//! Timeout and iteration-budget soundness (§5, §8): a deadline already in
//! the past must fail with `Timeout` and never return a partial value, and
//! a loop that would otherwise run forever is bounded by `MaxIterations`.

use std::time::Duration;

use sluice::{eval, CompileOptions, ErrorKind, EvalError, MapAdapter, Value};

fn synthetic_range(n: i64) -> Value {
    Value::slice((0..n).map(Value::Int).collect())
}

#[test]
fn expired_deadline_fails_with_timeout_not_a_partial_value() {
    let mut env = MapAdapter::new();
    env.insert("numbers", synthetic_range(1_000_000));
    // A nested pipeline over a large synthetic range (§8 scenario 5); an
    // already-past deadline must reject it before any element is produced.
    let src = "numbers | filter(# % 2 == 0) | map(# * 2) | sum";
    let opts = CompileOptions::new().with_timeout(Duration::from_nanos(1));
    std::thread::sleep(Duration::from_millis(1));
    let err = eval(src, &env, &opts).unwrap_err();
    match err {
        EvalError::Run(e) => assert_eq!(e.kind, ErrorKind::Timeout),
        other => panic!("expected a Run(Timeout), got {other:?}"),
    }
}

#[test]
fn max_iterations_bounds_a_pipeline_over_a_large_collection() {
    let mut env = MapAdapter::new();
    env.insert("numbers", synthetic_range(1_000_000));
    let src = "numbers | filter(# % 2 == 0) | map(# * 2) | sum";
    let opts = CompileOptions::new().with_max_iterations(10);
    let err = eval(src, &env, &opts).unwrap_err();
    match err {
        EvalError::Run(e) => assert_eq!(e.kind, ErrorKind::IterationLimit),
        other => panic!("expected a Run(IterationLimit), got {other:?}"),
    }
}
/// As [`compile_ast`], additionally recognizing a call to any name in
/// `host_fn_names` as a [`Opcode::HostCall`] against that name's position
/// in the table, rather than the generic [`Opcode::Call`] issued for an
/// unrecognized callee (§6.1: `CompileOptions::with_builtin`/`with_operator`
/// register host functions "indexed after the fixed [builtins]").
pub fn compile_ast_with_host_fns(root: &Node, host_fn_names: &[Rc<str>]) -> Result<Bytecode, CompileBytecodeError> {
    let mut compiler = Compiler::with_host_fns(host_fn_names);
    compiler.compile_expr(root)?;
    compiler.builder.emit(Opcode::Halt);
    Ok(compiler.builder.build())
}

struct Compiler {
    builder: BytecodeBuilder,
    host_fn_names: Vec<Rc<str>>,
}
==
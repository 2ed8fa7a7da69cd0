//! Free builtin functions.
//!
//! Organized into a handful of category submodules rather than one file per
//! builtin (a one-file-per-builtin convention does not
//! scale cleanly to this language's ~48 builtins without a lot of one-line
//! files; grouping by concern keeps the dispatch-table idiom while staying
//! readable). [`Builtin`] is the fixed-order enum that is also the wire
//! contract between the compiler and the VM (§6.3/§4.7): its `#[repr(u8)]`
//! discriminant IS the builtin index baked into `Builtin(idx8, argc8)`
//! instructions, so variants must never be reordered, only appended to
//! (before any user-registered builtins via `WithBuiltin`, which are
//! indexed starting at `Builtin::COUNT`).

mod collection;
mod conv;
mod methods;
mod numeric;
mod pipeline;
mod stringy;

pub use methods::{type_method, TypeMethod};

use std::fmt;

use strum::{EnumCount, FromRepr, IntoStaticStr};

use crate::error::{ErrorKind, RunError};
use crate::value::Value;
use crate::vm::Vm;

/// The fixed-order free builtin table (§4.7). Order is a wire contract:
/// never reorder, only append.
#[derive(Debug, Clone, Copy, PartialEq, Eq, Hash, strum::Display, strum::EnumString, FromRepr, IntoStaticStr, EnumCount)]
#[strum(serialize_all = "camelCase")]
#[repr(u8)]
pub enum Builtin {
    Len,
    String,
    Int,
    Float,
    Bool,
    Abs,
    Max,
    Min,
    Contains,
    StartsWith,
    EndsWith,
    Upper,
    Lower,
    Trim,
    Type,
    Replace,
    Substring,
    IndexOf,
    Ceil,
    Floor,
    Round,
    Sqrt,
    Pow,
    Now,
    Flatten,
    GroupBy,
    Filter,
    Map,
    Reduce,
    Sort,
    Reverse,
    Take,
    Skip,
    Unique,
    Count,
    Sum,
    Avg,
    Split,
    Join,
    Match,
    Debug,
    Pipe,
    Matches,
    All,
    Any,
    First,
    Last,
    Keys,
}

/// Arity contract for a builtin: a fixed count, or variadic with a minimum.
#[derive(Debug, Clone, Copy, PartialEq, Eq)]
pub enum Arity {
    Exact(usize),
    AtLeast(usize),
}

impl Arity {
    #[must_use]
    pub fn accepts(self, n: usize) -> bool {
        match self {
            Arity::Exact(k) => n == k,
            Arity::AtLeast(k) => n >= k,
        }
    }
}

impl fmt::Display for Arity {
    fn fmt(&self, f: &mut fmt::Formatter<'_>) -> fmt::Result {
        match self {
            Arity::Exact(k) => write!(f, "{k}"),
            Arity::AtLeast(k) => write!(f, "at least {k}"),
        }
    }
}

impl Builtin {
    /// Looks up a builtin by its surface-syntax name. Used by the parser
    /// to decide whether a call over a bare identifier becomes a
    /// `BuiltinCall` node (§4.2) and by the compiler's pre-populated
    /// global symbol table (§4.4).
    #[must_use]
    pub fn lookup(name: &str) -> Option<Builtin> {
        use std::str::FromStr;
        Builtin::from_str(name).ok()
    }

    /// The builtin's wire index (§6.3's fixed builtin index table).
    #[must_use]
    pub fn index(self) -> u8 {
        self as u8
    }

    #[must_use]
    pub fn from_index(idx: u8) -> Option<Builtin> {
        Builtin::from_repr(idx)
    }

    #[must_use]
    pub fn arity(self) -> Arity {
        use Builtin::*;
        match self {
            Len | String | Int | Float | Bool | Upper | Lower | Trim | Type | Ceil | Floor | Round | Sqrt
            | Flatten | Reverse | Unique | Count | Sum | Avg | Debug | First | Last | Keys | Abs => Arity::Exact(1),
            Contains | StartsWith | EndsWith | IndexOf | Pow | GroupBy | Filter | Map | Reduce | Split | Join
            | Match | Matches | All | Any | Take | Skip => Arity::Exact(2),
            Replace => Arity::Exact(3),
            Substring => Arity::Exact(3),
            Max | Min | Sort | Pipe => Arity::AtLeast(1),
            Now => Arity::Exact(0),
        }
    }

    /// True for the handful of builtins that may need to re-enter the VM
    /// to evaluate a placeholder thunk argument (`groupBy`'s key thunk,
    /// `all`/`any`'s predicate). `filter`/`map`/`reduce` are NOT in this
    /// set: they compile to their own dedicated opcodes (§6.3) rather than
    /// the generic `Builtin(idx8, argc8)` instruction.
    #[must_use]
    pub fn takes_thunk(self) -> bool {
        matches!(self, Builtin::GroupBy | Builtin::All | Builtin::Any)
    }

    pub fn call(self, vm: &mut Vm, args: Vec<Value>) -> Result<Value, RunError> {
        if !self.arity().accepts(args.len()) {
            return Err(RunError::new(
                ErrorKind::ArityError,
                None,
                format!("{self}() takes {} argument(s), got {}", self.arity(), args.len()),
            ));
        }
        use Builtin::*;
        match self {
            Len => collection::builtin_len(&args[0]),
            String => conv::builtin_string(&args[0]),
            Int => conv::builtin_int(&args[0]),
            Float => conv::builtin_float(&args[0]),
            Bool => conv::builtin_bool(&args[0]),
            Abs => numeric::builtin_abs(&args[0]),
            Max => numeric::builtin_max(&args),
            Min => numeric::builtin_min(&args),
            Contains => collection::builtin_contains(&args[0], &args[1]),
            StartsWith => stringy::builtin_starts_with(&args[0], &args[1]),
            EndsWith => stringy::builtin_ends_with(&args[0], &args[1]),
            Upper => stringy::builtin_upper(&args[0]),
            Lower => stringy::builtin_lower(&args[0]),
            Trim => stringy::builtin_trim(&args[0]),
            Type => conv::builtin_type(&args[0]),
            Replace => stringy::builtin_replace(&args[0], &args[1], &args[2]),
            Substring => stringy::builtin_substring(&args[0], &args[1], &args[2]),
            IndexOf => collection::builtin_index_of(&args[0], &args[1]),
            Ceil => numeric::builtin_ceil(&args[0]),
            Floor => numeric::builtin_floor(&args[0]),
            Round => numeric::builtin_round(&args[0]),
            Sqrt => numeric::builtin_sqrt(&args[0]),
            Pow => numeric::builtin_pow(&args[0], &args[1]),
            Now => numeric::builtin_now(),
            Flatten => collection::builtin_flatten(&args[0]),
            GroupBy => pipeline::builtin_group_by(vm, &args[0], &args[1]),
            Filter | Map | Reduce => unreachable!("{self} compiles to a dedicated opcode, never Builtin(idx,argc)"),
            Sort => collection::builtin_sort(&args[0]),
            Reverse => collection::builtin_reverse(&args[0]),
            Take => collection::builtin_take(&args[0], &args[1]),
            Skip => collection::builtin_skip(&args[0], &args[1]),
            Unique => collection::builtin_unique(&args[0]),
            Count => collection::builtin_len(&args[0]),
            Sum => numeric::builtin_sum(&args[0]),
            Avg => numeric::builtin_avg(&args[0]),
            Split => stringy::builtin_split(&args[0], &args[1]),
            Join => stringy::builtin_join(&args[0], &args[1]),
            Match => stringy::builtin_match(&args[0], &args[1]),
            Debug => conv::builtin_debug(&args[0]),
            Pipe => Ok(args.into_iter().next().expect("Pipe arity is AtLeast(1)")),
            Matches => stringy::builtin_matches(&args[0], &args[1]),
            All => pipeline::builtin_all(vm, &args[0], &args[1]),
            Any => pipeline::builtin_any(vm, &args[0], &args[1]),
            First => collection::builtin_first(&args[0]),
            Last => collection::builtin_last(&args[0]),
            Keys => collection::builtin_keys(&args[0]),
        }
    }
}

[WORK TASK]
Each line in the entries above, starting at the line with "deadline already in" and ending at the line with "fn synthetic_range(n: i64)", is to be printed exactly, and only those lines.

[YOUR RESPONSE]
//! Timeout and iteration-budget soundness (§5, §8): a deadline already in
//! the past must fail with `Timeout` and never return a partial value, and
//! a loop that would otherwise run forever is bounded by `MaxIterations`.

use std::time::Duration;

use sluice::{eval, CompileOptions, ErrorKind, EvalError, MapAdapter, Value};

fn synthetic_range(n: i64) -> Value {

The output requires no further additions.